Conditioned media from retinal pigment epithelial (RPE) cells in culture contain active and latent plasminogen activator inhibitors (PAIs). Latent activity is unmasked by denaturants and accounts for the vast majority of total inhibitor activity. Activation by denaturants is an unusual characteristic previously described for PAI-1, the inhibitor produced by vascular endothelial cells. This property is not shared by PAI-2 or protease nexin.
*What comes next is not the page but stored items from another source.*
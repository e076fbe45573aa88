//! Mistral-style persona
//!
//! Same engine mapping as the vLLM persona behind Mistral's wire shapes:
//! string-content messages, a required model field, and chunked SSE without
//! the OpenAI `object` envelope fields.

use std::convert::Infallible;

use axum::extract::State;
use axum::response::sse::{Event, KeepAlive, Sse};
use axum::response::{IntoResponse, Response};
use axum::routing::{get, post};
use axum::{Json, Router};
use futures::StreamExt;
use serde::{Deserialize, Serialize};
use tracing::info;

use super::{
    encode_embedding, random_embedding, request_id, EmbeddingVector, EncodingFormat, Usage,
};
use crate::engine::{CompletionParams, StreamChunk};
use crate::error::MockError;
use crate::server::AppState;

/// Mistral persona routes
pub fn routes() -> Router<AppState> {
    Router::new()
        .route("/v1/chat/completions", post(chat_completions))
        .route("/v1/embeddings", post(embeddings))
        .route("/v1/models", get(list_models))
        .route("/health", get(health))
}

// ============== Wire schemas ==============

#[derive(Debug, Clone, Serialize, Deserialize)]
pub struct ChatMessage {
    pub role: String,
    pub content: String,
}

#[derive(Debug, Clone, Deserialize)]
pub struct ChatCompletionRequest {
    pub model: String,
    pub messages: Vec<ChatMessage>,
    #[serde(default)]
    pub temperature: Option<f32>,
    #[serde(default)]
    pub max_tokens: Option<u32>,
    #[serde(default)]
    pub stream: bool,
}

#[derive(Debug, Serialize)]
pub struct ChatCompletionResponse {
    pub id: String,
    pub object: String,
    pub created: i64,
    pub model: String,
    pub choices: Vec<ChatChoice>,
    pub usage: Usage,
}

#[derive(Debug, Serialize)]
pub struct ChatChoice {
    pub index: u32,
    pub message: ChatMessage,
    pub finish_reason: String,
}

#[derive(Debug, Serialize)]
pub struct CompletionChunk {
    pub id: String,
    pub model: String,
    pub created: i64,
    pub choices: Vec<ChunkChoice>,
}

#[derive(Debug, Serialize)]
pub struct ChunkChoice {
    pub index: u32,
    pub delta: DeltaMessage,
    pub finish_reason: Option<String>,
}

#[derive(Debug, Default, Serialize)]
pub struct DeltaMessage {
    #[serde(skip_serializing_if = "Option::is_none")]
    pub role: Option<String>,
    #[serde(skip_serializing_if = "Option::is_none")]
    pub content: Option<String>,
}

#[derive(Debug, Clone, Deserialize)]
pub struct EmbeddingsRequest {
    pub model: String,
    pub input: EmbeddingInput,
    #[serde(default)]
    pub encoding_format: Option<EncodingFormat>,
}

#[derive(Debug, Clone, Deserialize)]
#[serde(untagged)]
pub enum EmbeddingInput {
    Single(String),
    Multiple(Vec<String>),
}

impl EmbeddingInput {
    pub fn into_vec(self) -> Vec<String> {
        match self {
            Self::Single(text) => vec![text],
            Self::Multiple(texts) => texts,
        }
    }
}

#[derive(Debug, Serialize)]
pub struct EmbeddingsResponse {
    pub id: String,
    pub object: String,
    pub data: Vec<EmbeddingObject>,
    pub model: String,
    pub usage: Usage,
}

#[derive(Debug, Serialize)]
pub struct EmbeddingObject {
    pub object: String,
    pub index: usize,
    pub embedding: EmbeddingVector,
}

#[derive(Debug, Serialize)]
pub struct ModelList {
    pub object: String,
    pub data: Vec<ModelCard>,
}

#[derive(Debug, Serialize)]
pub struct ModelCard {
    pub id: String,
    pub object: String,
    pub created: i64,
    pub owned_by: String,
}

// ============== Handlers ==============

/// POST /v1/chat/completions
pub async fn chat_completions(
    State(state): State<AppState>,
    Json(request): Json<ChatCompletionRequest>,
) -> Result<Response, MockError> {
    check_model(&state, &request.model)?;

    let id = request_id("chatcmpl");
    let prompt = request
        .messages
        .iter()
        .map(|m| m.content.as_str())
        .collect::<Vec<_>>()
        .join("\n\n");

    let params = CompletionParams::new(prompt)
        .with_max_output_tokens(request.max_tokens)
        .with_verbosity(request.temperature.unwrap_or(0.7).clamp(0.0, 1.0))
        .with_max_context_tokens(Some(state.config.model.max_context_tokens));

    let model = state.config.model.name.clone();
    let created = chrono::Utc::now().timestamp();

    info!(
        request_id = %id,
        stream = request.stream,
        inflight = state.engine.inflight(),
        "mistral chat request"
    );

    if request.stream {
        let chunks = state.engine.complete_stream(&params)?;
        let stream = chunks.map(move |chunk| {
            let event = match chunk {
                StreamChunk::Role => chunk_event(&CompletionChunk {
                    id: id.clone(),
                    model: model.clone(),
                    created,
                    choices: vec![ChunkChoice {
                        index: 0,
                        delta: DeltaMessage {
                            role: Some("assistant".to_string()),
                            content: Some(String::new()),
                        },
                        finish_reason: None,
                    }],
                }),
                StreamChunk::Content { text } => chunk_event(&CompletionChunk {
                    id: id.clone(),
                    model: model.clone(),
                    created,
                    choices: vec![ChunkChoice {
                        index: 0,
                        delta: DeltaMessage {
                            role: None,
                            content: Some(text),
                        },
                        finish_reason: None,
                    }],
                }),
                StreamChunk::Finish { reason } => chunk_event(&CompletionChunk {
                    id: id.clone(),
                    model: model.clone(),
                    created,
                    choices: vec![ChunkChoice {
                        index: 0,
                        delta: DeltaMessage {
                            role: None,
                            content: Some(String::new()),
                        },
                        finish_reason: Some(reason.as_str().to_string()),
                    }],
                }),
                StreamChunk::Done => Event::default().data("[DONE]"),
            };
            Ok::<_, Infallible>(event)
        });

        Ok(Sse::new(stream)
            .keep_alive(KeepAlive::new())
            .into_response())
    } else {
        let completion = state.engine.complete(&params).await?;

        let response = ChatCompletionResponse {
            id,
            object: "chat.completion".to_string(),
            created,
            model,
            choices: vec![ChatChoice {
                index: 0,
                message: ChatMessage {
                    role: "assistant".to_string(),
                    content: completion.text.clone(),
                },
                finish_reason: "stop".to_string(),
            }],
            usage: Usage::new(
                completion.prompt_tokens as u32,
                completion.completion_tokens as u32,
            ),
        };

        Ok(Json(response).into_response())
    }
}

/// POST /v1/embeddings
pub async fn embeddings(
    State(state): State<AppState>,
    Json(request): Json<EmbeddingsRequest>,
) -> Result<Json<EmbeddingsResponse>, MockError> {
    check_model(&state, &request.model)?;

    let inputs = request.input.into_vec();
    if inputs.is_empty() {
        return Err(MockError::EmptyBatch);
    }

    let dimension = state.config.model.embedding_dimension;
    let format = request.encoding_format.unwrap_or_default();

    let mut total_tokens = 0u32;
    let data = inputs
        .iter()
        .enumerate()
        .map(|(index, input)| {
            total_tokens += state.engine.estimator().estimate(input) as u32;
            EmbeddingObject {
                object: "embedding".to_string(),
                index,
                embedding: encode_embedding(random_embedding(dimension), format),
            }
        })
        .collect();

    Ok(Json(EmbeddingsResponse {
        id: request_id("embd"),
        object: "list".to_string(),
        data,
        model: state.config.model.name.clone(),
        usage: Usage::new(total_tokens, 0),
    }))
}

/// GET /v1/models
pub async fn list_models(State(state): State<AppState>) -> Json<ModelList> {
    Json(ModelList {
        object: "list".to_string(),
        data: vec![ModelCard {
            id: state.config.model.name.clone(),
            object: "model".to_string(),
            created: chrono::Utc::now().timestamp(),
            owned_by: state.config.model.owned_by.clone(),
        }],
    })
}

/// GET /health
pub async fn health() -> Json<serde_json::Value> {
    Json(serde_json::json!({ "status": "ok" }))
}

fn check_model(state: &AppState, requested: &str) -> Result<(), MockError> {
    if requested != state.config.model.name {
        return Err(MockError::ModelMismatch(requested.to_string()));
    }
    Ok(())
}

fn chunk_event(chunk: &CompletionChunk) -> Event {
    Event::default().data(serde_json::to_string(chunk).unwrap_or_default())
}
Reverse fibrin autography demonstrates that the PAI activity in RPE-conditioned media (RPE-CM) comigrates with purified endothelial cell-derived PAI-1 and has an apparent M r of 50 000. Immunoblotting with a monospecific antiserum directed against endothelial cell-derived PAI-1 demonstrates a cross-reacting protein in RPE-CM at 50 kDa, and this same antiserum is able to immunoprecipitate a 50 kDa protein from [ 35S]methionine-labeled RPE-CM. These data suggest that RPE cells produce a PAI that is biochemically and immunologically related to PAI-1.